Reuters on Friday noted the ostensible support of the Chinese public for draconian “zero-Covid” policies “seems to be wearing thin” amid “food shortages, family separations, lost wages, and economic pain.” Disobedience is on the rise, and so are arrests.

Resistance is not only found in the nightmare city of Shanghai, coming up on four weeks of a devastating lockdown. Reuters found Chinese in other cities staging protests and getting arrested or otherwise punished for their defiance, as in the case of 37-year-old college student Sun Jian, expelled for marching around his Yantai campus with a placard that called for ending its lockdown.

“The trouble brought by the virus can’t be compared with the disruption from some of the anti-Covid measures taken by our school,” said Sun, whom the regime also blocked from using social media.

Reuters noted videos of locked-down citizens brawling with police or literally howling in desperation from their apartment balconies are becoming common fare on Chinese social media. These disgruntled citizens were met with a five-fold increase in police arrests, plus stern public warnings that violation of coronavirus protocols will be punished.

According to Chinese public security reports, many of the arrests are for relatively minor infractions, such as failing to enter information into health tracking apps correctly, sneaking out of home quarantine, spreading “disinformation,” or using “inappropriate language” with officials.

A policeman wearing personal protective equipment (PPE) walks on a street during a COVID-19 lockdown in the Jing’an district in Shanghai on April 8, 2022. (Photo by HECTOR RETAMAL/AFP via Getty Images)

Chinese censors are moving quickly to block videos of major clashes between police and the public. The biggest street battles seem to involve residents of apartment buildings objecting when the authorities try converting them into quarantine centers. Shanghai has seen a few scuffles over its dwindling food supply.

Another heavily censored viral post on social media included an audio recording of an elderly Shanghai man in deteriorating health pleading with a local official for medicine, only to be told he would have to settle for “traditional Chinese medicine.”

Radio Free Asia (RFA) on Thursday reported a growing number of Chinese are trying to flee the lockdowns by emigrating to other countries:

Keyword searches relating to emigration spiked more than 100-fold in recent days, according to publicly available data from the Baidu search engine for the week from March 28 to April 3.

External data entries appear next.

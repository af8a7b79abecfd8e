//! Echo service: replies to every message with its payload, unchanged.
//!
//! Payloads are checked against the configured [`PayloadKind`] before they
//! are echoed, so a malformed payload is rejected instead of applied.

use std::collections::BTreeMap;

use serde::{Deserialize, Serialize};
use thiserror::Error;
use tracing::info;

use crate::codec::{CodecError, PayloadKind};
use crate::config::NodeConfig;

use super::traits::{
    ApplyContext, ClientSession, CloseReason, ClusteredService, Role, ServiceAction, SessionId, SessionMessage,
    SnapshotStream, Transition,
};

/// Schema version of [`EchoState`] snapshots.
pub const ECHO_SCHEMA_VERSION: u32 = 1;

#[derive(Debug, Error)]
pub enum EchoError {
    #[error("malformed payload: {0}")]
    Malformed(#[from] CodecError),

    #[error("unsupported snapshot schema version {0}")]
    UnsupportedSchema(u32),

    #[error("corrupt snapshot: {0}")]
    CorruptSnapshot(String),
}

/// Replicated echo state.
#[derive(Clone, Debug, Default, PartialEq, Eq, Serialize, Deserialize)]
pub struct EchoState {
    /// Messages echoed since genesis.
    pub echoed: u64,
    /// Messages echoed per open session.
    pub per_session: BTreeMap<SessionId, u64>,
    /// Timestamp of the last echoed message, in cluster nanoseconds.
    pub last_timestamp: u64,
}

#[derive(Debug, Clone)]
pub struct EchoService {
    kind: PayloadKind,
}

impl EchoService {
    pub fn new(kind: PayloadKind) -> Self {
        EchoService { kind }
    }

    /// The echo service a node is configured to run.
    pub fn from_config(config: &NodeConfig) -> Self {
        EchoService::new(config.payload_kind)
    }

    pub fn kind(&self) -> PayloadKind {
        self.kind
    }
}

impl ClusteredService for EchoService {
    type State = EchoState;
    type Error = EchoError;

    fn genesis(&self) -> EchoState {
        EchoState::default()
    }

    fn on_start(&self, state: &EchoState, snapshot_position: Option<u64>) {
        info!(kind = ?self.kind, echoed = state.echoed, ?snapshot_position, "echo service started");
    }

    fn on_session_open(
        &self,
        state: &EchoState,
        session: &ClientSession,
        _ctx: &ApplyContext,
    ) -> Result<Transition<EchoState>, EchoError> {
        let mut next = state.clone();
        next.per_session.insert(session.id, 0);
        Ok((next, Vec::new()))
    }

    fn on_session_message(
        &self,
        state: &EchoState,
        message: SessionMessage,
        ctx: &ApplyContext,
    ) -> Result<Transition<EchoState>, EchoError> {
        self.kind.validate(&message.payload)?;

        let mut next = state.clone();
        next.echoed += 1;
        *next.per_session.entry(message.session_id).or_insert(0) += 1;
        next.last_timestamp = ctx.timestamp().as_nanos();

        Ok((next, vec![ServiceAction::Reply(message.payload)]))
    }

    fn on_session_close(
        &self,
        state: &EchoState,
        session: &ClientSession,
        _reason: CloseReason,
        _ctx: &ApplyContext,
    ) -> Result<Transition<EchoState>, EchoError> {
        let mut next = state.clone();
        next.per_session.remove(&session.id);
        Ok((next, Vec::new()))
    }

    fn on_timer_event(
        &self,
        state: &EchoState,
        _correlation_id: u64,
        _ctx: &ApplyContext,
    ) -> Result<Transition<EchoState>, EchoError> {
        Ok((state.clone(), Vec::new()))
    }

    fn on_role_change(&self, role: Role) {
        info!(%role, "echo service role changed");
    }

    fn snapshot(&self, state: &EchoState) -> SnapshotStream {
        SnapshotStream {
            schema_version: ECHO_SCHEMA_VERSION,
            data: bincode::serialize(state).expect("EchoState serialization should not fail"),
        }
    }

    fn restore(&self, stream: SnapshotStream) -> Result<EchoState, EchoError> {
        if stream.schema_version != ECHO_SCHEMA_VERSION {
            return Err(EchoError::UnsupportedSchema(stream.schema_version));
        }
        bincode::deserialize(&stream.data).map_err(|e| EchoError::CorruptSnapshot(e.to_string()))
    }

    fn on_terminate(&self, state: &EchoState) {
        info!(echoed = state.echoed, "echo service terminating");
    }
}
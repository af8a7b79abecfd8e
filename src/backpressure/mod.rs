//! Backpressure: idle strategies and the bounded-retry send gate shared by the
//! client ingress path and the node egress path.

pub mod gate;
pub mod idle;

pub use gate::{BackpressureGate, GateError};
pub use idle::{BackoffIdleStrategy, BackoffPhase, BusySpinIdleStrategy, IdleStrategy, SleepingIdleStrategy};
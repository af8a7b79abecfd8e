//! Crate-level error taxonomy.
//!
//! Each layer has its own error enum; they all fold into [`Error`], whose
//! variants follow the four failure classes of the protocol plus configuration
//! and snapshot failures.

use thiserror::Error;

use crate::backpressure::GateError;
use crate::cluster::client::ClientError;
use crate::cluster::membership::MembershipError;
use crate::cluster::substrate::TransportError;
use crate::codec::CodecError;
use crate::config::ConfigError;
use crate::kernel::executor::FatalError;
use crate::kernel::snapshot::SnapshotError;

/// Errors surfaced by the clustered service.
#[derive(Debug, Error)]
pub enum Error {
    /// A payload could not be decoded. The message is rejected, never applied.
    #[error("malformed payload: {0}")]
    MalformedPayload(#[from] CodecError),

    /// A bounded send could not complete before its deadline.
    #[error("send timed out after {attempts} attempts")]
    SendTimeout { attempts: u64 },

    /// The session is no longer open; the operation is discarded.
    #[error("session closed")]
    SessionClosed,

    /// The substrate failed; this node must stop participating.
    #[error("substrate fault: {0}")]
    SubstrateFault(String),

    /// Invalid configuration.
    #[error("configuration error: {0}")]
    Config(#[from] ConfigError),

    /// Invalid cluster membership descriptor.
    #[error("membership error: {0}")]
    Membership(#[from] MembershipError),

    /// Snapshot could not be recorded or loaded.
    #[error("snapshot error: {0}")]
    Snapshot(#[from] SnapshotError),

    /// Client-side failure that is not one of the classes above.
    #[error("client error: {0}")]
    Client(String),
}

impl Error {
    /// True when the node can no longer proceed without risking divergent state.
    pub fn is_fatal(&self) -> bool {
        matches!(self, Error::SubstrateFault(_))
    }
}

impl From<GateError> for Error {
    fn from(e: GateError) -> Self {
        match e {
            GateError::SendTimeout { attempts, .. } => Error::SendTimeout { attempts },
            GateError::SessionClosed => Error::SessionClosed,
        }
    }
}

impl From<TransportError> for Error {
    fn from(e: TransportError) -> Self {
        match e {
            TransportError::Closed { .. } => Error::SessionClosed,
            other => Error::SubstrateFault(other.to_string()),
        }
    }
}

impl From<FatalError> for Error {
    fn from(e: FatalError) -> Self {
        Error::SubstrateFault(e.to_string())
    }
}

impl From<ClientError> for Error {
    fn from(e: ClientError) -> Self {
        match e {
            ClientError::Gate(gate) => gate.into(),
            ClientError::Codec(codec) => Error::MalformedPayload(codec),
            ClientError::SessionClosed { .. } => Error::SessionClosed,
            ClientError::Transport(transport) => transport.into(),
            other => Error::Client(other.to_string()),
        }
    }
}

/// Result alias for crate-level operations.
pub type Result<T> = std::result::Result<T, Error>;
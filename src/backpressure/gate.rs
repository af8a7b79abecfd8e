//! Bounded blocking send over a non-blocking offer.
//!
//! The gate retries `offer` until the destination accepts the buffer, the
//! destination is known closed, or the caller's deadline passes. Between
//! attempts it runs the caller's duty cycle (egress polling, keep-alives) and
//! then idles according to its strategy, so waiting is never a pure sleep.

use std::time::{Duration, Instant};

use thiserror::Error;

use crate::cluster::substrate::{OfferOutcome, Publication};

use super::idle::{BackoffIdleStrategy, IdleStrategy};

/// Why a gated send did not complete.
#[derive(Clone, Debug, PartialEq, Eq, Error)]
pub enum GateError {
    /// The deadline passed before the destination accepted the buffer.
    #[error("send timed out after {attempts} attempts ({waited:?})")]
    SendTimeout { attempts: u64, waited: Duration },

    /// The destination is closed; retrying cannot succeed.
    #[error("destination closed")]
    SessionClosed,
}

/// Retry loop around [`Publication::offer`].
#[derive(Debug)]
pub struct BackpressureGate<I: IdleStrategy = BackoffIdleStrategy> {
    idle: I,
}

impl<I: IdleStrategy> BackpressureGate<I> {
    pub fn new(idle: I) -> Self {
        BackpressureGate { idle }
    }

    /// Offer `buffer` until accepted, closed, or `deadline`.
    ///
    /// `duty` runs between attempts and returns how much work it did; any work
    /// resets the idle strategy. Returns the number of rejected offers that
    /// preceded acceptance.
    pub fn send<P, F>(
        &mut self,
        publication: &mut P,
        buffer: &[u8],
        deadline: Instant,
        mut duty: F,
    ) -> Result<u64, GateError>
    where
        P: Publication + ?Sized,
        F: FnMut() -> usize,
    {
        let start = Instant::now();
        let mut attempts = 0u64;
        self.idle.reset();

        loop {
            match publication.offer(buffer) {
                OfferOutcome::Accepted => {
                    self.idle.reset();
                    return Ok(attempts);
                }
                OfferOutcome::Closed => return Err(GateError::SessionClosed),
                OfferOutcome::BackPressured | OfferOutcome::NotConnected => {
                    attempts += 1;
                }
            }

            let now = Instant::now();
            if now >= deadline {
                return Err(GateError::SendTimeout {
                    attempts,
                    waited: now.duration_since(start),
                });
            }

            let work = duty();
            if work > 0 {
                self.idle.reset();
            } else {
                self.idle.idle_at_most(deadline.saturating_duration_since(Instant::now()));
            }
        }
    }

    /// [`send`](Self::send) with a relative timeout.
    pub fn send_within<P, F>(
        &mut self,
        publication: &mut P,
        buffer: &[u8],
        timeout: Duration,
        duty: F,
    ) -> Result<u64, GateError>
    where
        P: Publication + ?Sized,
        F: FnMut() -> usize,
    {
        self.send(publication, buffer, Instant::now() + timeout, duty)
    }

    /// Idle once through the gate's strategy, after `work_count` units of work.
    pub fn idle(&mut self, work_count: usize) {
        self.idle.idle_with(work_count);
    }

    pub fn idle_strategy(&self) -> &I {
        &self.idle
    }
}

impl Default for BackpressureGate<BackoffIdleStrategy> {
    fn default() -> Self {
        Self::new(BackoffIdleStrategy::default())
    }
}
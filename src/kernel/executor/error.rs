//! Executor error types and status enums.

use thiserror::Error;

use crate::cluster::message::ControlRequest;
use crate::kernel::traits::{CloseReason, ClusterTime, Role, SessionId};

// =============================================================================
// EXECUTOR STATUS
// =============================================================================

/// Terminal status of the executor.
#[derive(Clone, Copy, Debug, PartialEq, Eq)]
pub enum ExecutorStatus {
    /// Executor is running normally.
    Running,
    /// Executor has halted after a fatal error.
    /// No further entries will be applied.
    Halted,
}

// =============================================================================
// EFFECTS
// =============================================================================

/// Egress and control work produced by one step.
///
/// The executor NEVER performs these; the node carries them out after the
/// step, and only the leader transmits.
#[derive(Clone, Debug, PartialEq, Eq)]
pub enum Effect {
    /// A session was registered. Acknowledge the connect.
    SessionOpened {
        session_id: SessionId,
        correlation_id: u64,
        response_endpoint: String,
    },

    /// A session was closed. Discard its egress.
    SessionClosed { session_id: SessionId, reason: CloseReason },

    /// Deliver a service reply.
    Response {
        session_id: SessionId,
        correlation_id: u64,
        timestamp: ClusterTime,
        payload: Vec<u8>,
    },

    /// Tell the session its message was rejected.
    Rejected {
        session_id: SessionId,
        correlation_id: u64,
        detail: String,
    },

    /// Forward to the log.
    Control(ControlRequest),

    /// A new leadership term started.
    LeadershipChanged {
        leadership_term: u64,
        leader_member_id: u32,
        role: Role,
    },
}

// =============================================================================
// STEP RESULT
// =============================================================================

/// Result of a single step execution.
#[derive(Debug, PartialEq, Eq)]
pub enum StepResult {
    /// Entry was applied successfully.
    Applied { position: u64, effects: Vec<Effect> },

    /// Entry was rejected with a deterministic error.
    /// Service state is unchanged, but the cursor advances.
    Rejected {
        position: u64,
        error: String,
        effects: Vec<Effect>,
    },

    /// Entry at or below the last applied position. Nothing was done.
    Duplicate { position: u64 },
}

impl StepResult {
    pub fn effects(&self) -> &[Effect] {
        match self {
            StepResult::Applied { effects, .. } | StepResult::Rejected { effects, .. } => effects,
            StepResult::Duplicate { .. } => &[],
        }
    }
}

// =============================================================================
// FATAL ERROR
// =============================================================================

/// Fatal errors. Every variant except `SnapshotError` halts the executor.
#[derive(Debug, Error)]
pub enum FatalError {
    /// A service callback panicked.
    #[error("poison pill at position {position}: {message}")]
    PoisonPill { position: u64, message: String },

    /// The executor is already halted.
    #[error("executor is halted")]
    Halted,

    /// The log delivered an entry out of sequence.
    #[error("position gap: expected {expected}, found {found}")]
    PositionGap { expected: u64, found: u64 },

    /// The log or transport under this node failed.
    #[error("substrate fault: {0}")]
    SubstrateFault(String),

    /// Failed to take or record a snapshot.
    #[error("snapshot error: {0}")]
    SnapshotError(String),

    /// A recorded snapshot could not be restored.
    #[error("restore error: {0}")]
    RestoreError(String),
}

Canada, the United States and Australia were the top three countries shown in such searches, with searches for immigration to Canada showing a 28-fold increase compared with the previous week.

“The number of immigration consultations has skyrocketed in the past few days,” an employee who answered the phone at the Beijing-based immigration consultancy Qiaowai told RFA on Wednesday.  “We are very busy every day, and waiting times are relatively long, because we don’t have enough consultants.”

Interestingly, while a great many emigration inquiries are understandably coming from Shanghai, brisk business has been noticed from Beijing as well. This led observers of the Chinese political scene to conclude high-ranking Communist Party officials could be pulling strings to get out of the capital city before it locks down.

RFA quoted some Shanghai residents who said one of the most infamous practices from China’s 2020 lockdowns is returning: people are getting physically sealed inside their homes by the authorities, with everything from tape on their doorways to barbed wire around their buildings.